[Dataset entries]
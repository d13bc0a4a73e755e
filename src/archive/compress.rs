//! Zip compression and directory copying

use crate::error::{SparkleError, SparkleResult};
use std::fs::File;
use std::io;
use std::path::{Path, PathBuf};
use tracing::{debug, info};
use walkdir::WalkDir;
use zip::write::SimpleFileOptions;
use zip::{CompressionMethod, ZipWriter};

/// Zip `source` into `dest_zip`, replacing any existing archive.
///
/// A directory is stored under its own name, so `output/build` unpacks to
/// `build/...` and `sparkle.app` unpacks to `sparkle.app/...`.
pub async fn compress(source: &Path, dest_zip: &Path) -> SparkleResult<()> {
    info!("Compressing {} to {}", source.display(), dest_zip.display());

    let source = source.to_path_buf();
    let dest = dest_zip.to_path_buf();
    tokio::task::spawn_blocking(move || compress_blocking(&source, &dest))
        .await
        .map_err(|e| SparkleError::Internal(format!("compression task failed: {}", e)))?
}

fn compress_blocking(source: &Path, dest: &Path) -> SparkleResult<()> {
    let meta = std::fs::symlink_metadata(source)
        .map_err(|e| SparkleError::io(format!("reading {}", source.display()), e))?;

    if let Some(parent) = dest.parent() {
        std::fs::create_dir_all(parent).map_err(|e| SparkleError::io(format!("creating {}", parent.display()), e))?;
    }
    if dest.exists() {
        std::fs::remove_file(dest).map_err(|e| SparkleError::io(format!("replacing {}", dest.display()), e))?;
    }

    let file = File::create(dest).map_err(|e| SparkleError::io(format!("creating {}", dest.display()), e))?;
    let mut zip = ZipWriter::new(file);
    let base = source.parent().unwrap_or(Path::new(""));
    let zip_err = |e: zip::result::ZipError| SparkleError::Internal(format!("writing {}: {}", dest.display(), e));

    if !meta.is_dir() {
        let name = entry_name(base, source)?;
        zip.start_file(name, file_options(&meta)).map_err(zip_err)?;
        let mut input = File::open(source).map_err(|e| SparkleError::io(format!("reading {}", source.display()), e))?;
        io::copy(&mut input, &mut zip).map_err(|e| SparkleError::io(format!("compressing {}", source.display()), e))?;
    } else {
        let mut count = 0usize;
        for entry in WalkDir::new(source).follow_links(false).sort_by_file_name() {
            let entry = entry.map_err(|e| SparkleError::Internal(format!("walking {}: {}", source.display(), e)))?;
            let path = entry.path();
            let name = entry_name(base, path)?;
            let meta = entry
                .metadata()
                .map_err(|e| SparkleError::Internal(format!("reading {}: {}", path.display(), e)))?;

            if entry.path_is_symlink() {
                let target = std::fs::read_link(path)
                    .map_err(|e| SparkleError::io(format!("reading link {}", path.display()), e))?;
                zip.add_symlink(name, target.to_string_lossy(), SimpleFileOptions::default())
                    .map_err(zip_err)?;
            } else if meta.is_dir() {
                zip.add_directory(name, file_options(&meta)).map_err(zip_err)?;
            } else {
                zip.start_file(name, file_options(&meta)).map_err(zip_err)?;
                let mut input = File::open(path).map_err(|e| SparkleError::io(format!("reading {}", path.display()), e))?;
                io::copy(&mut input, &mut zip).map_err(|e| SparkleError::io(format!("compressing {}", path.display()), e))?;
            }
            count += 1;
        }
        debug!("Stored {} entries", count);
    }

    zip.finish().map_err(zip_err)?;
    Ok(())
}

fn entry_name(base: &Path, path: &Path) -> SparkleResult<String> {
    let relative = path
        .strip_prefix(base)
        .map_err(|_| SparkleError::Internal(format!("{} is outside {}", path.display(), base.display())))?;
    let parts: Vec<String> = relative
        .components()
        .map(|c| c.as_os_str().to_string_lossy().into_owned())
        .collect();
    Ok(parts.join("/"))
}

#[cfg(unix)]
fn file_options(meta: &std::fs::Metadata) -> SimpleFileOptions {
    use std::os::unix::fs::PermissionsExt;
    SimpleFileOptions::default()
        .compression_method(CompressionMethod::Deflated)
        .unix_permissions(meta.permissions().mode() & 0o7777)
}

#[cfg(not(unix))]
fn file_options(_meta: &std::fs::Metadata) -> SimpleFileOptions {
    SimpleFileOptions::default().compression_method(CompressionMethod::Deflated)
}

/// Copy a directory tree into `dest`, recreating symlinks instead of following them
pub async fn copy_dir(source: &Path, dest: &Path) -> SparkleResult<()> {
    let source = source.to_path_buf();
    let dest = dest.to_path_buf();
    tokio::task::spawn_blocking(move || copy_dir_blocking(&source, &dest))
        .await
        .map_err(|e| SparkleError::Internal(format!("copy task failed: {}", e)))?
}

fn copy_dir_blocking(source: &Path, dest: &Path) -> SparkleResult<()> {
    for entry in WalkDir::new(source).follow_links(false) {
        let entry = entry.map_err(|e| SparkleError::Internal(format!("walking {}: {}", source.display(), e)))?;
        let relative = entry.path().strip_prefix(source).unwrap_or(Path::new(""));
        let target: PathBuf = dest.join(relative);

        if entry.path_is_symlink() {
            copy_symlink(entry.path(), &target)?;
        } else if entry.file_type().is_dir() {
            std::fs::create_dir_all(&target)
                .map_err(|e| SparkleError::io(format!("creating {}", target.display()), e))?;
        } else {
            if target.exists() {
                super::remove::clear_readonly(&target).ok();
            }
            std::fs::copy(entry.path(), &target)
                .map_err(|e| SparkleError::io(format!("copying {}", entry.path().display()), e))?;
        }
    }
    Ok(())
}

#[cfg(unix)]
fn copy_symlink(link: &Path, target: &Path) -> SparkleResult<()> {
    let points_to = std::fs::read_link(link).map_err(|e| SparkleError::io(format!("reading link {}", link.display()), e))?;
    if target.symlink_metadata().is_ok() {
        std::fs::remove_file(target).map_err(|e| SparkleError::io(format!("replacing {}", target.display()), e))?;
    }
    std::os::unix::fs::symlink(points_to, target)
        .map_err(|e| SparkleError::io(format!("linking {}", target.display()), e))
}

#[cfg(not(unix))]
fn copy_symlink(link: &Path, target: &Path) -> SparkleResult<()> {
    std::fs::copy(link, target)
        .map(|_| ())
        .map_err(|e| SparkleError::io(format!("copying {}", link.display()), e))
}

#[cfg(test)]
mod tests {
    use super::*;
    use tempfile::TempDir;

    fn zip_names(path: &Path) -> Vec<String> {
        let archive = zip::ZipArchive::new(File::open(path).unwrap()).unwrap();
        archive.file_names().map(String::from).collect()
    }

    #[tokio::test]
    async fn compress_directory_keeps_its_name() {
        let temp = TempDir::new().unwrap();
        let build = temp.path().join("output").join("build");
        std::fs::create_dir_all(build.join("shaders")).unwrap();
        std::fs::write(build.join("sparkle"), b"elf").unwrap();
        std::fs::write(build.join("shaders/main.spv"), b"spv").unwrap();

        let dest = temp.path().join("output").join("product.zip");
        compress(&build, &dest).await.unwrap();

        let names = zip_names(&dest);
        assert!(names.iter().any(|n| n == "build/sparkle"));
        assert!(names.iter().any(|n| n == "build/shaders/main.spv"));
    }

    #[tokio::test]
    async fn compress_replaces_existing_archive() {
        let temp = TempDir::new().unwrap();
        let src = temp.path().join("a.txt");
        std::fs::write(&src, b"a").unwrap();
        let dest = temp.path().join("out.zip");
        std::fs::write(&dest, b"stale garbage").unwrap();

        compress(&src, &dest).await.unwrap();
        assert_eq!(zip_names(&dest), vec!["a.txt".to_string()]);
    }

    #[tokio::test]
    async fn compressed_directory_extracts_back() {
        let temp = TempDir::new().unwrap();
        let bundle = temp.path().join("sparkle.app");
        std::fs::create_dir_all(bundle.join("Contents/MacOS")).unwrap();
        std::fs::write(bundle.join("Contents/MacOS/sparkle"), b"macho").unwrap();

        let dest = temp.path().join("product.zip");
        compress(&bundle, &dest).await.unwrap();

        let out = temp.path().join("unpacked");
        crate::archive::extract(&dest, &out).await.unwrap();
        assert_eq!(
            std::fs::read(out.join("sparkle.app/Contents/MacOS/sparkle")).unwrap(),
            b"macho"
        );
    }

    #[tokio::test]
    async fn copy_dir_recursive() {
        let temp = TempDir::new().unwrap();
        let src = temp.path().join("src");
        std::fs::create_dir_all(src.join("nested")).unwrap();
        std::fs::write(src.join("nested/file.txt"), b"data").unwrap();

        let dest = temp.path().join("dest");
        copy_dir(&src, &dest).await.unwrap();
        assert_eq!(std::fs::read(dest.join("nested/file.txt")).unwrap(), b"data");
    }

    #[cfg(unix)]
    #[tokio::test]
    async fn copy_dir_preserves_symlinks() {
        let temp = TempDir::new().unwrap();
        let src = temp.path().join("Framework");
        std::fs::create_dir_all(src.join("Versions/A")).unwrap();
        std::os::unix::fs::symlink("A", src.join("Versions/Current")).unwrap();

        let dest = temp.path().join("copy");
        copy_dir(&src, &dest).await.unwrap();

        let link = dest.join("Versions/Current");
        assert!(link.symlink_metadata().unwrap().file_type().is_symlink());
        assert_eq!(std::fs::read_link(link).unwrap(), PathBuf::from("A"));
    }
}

...

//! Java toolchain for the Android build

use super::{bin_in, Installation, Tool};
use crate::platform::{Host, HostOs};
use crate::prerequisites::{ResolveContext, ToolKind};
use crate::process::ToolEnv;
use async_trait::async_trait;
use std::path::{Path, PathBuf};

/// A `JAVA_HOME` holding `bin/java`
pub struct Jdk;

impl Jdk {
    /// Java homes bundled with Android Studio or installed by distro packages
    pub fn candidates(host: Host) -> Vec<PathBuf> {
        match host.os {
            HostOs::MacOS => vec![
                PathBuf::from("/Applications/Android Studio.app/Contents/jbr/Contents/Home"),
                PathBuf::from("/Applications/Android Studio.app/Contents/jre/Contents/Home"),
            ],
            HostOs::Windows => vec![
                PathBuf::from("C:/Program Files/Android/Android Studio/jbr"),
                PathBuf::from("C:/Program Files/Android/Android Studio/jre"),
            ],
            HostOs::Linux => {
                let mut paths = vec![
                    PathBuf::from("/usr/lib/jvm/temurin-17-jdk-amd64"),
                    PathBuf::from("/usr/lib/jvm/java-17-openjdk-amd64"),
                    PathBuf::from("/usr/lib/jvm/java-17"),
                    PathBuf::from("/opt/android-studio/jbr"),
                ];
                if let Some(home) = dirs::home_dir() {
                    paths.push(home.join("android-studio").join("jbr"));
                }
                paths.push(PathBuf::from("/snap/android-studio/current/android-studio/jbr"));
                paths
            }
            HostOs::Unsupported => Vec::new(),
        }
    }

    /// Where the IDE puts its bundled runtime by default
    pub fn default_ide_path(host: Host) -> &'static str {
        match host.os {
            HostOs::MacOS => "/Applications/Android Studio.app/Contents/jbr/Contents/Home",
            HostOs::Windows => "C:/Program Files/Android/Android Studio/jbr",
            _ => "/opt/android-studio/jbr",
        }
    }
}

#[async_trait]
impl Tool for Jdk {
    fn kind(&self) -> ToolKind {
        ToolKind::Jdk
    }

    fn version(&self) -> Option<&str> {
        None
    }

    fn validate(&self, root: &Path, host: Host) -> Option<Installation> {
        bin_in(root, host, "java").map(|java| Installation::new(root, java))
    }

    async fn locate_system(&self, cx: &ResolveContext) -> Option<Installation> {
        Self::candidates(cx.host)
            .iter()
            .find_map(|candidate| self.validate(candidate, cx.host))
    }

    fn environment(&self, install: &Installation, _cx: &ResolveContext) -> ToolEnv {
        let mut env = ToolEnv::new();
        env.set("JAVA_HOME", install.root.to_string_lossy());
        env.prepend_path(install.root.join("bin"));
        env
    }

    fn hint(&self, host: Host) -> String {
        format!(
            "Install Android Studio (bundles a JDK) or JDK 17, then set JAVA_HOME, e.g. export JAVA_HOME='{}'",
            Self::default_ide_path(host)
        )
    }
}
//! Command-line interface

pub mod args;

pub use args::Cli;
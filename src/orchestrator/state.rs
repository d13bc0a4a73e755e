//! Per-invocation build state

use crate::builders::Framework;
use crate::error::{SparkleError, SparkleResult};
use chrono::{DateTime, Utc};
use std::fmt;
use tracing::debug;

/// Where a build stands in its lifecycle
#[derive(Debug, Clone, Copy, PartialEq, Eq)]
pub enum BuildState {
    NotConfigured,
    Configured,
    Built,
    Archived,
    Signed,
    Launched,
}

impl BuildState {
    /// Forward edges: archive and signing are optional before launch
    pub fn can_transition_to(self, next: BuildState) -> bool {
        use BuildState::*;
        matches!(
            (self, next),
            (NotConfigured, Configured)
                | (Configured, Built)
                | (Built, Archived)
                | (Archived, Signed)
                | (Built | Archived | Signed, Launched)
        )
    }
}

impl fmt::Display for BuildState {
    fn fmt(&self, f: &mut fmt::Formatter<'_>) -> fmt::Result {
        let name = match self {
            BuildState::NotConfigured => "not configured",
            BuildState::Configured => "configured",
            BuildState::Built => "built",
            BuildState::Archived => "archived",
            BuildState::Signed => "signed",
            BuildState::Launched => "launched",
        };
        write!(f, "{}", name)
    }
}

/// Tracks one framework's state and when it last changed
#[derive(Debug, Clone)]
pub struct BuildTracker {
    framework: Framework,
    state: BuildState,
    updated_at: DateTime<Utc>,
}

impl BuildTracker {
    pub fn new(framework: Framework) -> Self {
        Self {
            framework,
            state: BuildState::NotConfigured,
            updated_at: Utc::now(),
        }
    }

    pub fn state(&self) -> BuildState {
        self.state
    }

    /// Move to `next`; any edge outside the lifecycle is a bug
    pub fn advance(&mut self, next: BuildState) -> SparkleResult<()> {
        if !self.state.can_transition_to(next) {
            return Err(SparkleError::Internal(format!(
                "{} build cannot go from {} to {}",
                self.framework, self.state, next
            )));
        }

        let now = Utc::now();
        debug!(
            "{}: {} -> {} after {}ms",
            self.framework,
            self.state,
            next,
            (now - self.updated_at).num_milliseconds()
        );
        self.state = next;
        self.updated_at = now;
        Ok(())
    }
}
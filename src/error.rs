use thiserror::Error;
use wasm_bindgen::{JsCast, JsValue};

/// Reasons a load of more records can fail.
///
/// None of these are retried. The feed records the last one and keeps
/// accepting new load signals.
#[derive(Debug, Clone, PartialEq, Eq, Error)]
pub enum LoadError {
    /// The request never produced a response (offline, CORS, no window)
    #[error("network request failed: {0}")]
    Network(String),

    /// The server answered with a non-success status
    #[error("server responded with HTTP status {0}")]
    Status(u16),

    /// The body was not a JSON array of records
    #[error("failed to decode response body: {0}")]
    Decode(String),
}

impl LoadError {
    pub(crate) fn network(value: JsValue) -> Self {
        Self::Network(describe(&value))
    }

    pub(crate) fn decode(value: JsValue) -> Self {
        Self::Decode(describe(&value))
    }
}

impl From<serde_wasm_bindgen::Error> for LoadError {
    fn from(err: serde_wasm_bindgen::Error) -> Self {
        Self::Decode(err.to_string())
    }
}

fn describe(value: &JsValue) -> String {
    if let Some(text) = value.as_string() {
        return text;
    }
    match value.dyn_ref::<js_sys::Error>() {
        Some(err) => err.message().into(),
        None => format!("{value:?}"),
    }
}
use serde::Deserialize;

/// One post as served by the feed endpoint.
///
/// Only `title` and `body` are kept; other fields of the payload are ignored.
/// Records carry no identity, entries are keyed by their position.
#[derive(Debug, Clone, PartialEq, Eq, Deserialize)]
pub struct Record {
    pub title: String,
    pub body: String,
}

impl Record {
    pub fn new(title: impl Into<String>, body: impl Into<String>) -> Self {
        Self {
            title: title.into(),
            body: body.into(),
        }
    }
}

* * *

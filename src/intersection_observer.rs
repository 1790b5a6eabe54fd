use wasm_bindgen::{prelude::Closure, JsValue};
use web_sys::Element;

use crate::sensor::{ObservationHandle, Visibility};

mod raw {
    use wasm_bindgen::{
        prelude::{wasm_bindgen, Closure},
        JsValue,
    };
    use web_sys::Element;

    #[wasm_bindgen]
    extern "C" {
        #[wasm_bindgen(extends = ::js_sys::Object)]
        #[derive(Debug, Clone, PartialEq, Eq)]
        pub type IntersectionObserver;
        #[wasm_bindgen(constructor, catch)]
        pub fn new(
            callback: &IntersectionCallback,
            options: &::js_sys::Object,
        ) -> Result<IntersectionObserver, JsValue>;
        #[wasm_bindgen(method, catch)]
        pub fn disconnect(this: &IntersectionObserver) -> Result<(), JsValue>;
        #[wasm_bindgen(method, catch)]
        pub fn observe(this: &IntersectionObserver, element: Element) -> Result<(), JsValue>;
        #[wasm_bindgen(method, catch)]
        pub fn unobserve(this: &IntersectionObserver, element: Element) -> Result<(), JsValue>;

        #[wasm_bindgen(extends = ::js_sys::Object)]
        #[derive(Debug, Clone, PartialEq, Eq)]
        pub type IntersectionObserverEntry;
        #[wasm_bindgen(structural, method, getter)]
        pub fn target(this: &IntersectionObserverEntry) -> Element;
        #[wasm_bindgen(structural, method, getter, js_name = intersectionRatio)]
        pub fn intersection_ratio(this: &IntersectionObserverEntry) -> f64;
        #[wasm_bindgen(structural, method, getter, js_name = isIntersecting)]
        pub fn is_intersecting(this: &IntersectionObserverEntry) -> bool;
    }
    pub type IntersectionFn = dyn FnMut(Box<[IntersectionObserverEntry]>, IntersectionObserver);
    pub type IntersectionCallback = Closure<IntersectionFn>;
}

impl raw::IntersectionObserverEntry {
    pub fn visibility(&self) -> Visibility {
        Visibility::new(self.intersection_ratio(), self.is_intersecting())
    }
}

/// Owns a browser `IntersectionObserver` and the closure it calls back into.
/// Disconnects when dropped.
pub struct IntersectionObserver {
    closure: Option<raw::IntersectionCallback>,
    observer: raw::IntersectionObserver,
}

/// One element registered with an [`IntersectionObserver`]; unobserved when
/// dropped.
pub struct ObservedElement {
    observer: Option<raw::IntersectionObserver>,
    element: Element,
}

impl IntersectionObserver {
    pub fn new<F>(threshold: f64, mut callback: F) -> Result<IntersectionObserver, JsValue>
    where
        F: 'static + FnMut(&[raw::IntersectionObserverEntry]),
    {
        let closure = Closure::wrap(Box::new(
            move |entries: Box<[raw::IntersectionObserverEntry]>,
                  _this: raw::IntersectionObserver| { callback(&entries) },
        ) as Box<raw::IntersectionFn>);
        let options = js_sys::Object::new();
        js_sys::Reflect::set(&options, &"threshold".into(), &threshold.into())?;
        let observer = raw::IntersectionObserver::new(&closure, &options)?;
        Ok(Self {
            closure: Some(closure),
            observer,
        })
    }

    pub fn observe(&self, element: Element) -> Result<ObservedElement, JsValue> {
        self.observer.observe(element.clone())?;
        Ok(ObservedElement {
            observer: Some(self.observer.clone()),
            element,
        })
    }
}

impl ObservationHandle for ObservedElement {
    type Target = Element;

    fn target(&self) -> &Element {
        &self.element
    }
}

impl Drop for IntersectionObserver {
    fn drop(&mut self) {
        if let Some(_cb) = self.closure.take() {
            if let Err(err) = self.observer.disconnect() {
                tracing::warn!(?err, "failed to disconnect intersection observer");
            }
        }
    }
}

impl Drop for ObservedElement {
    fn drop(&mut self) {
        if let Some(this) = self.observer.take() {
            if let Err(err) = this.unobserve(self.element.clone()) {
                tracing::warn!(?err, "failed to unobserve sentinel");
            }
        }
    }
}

# What to do:
List all lines from the entries that include the word "take".

# Solved exercise:
        if let Some(_cb) = self.closure.take() {
        if let Some(this) = self.observer.take() {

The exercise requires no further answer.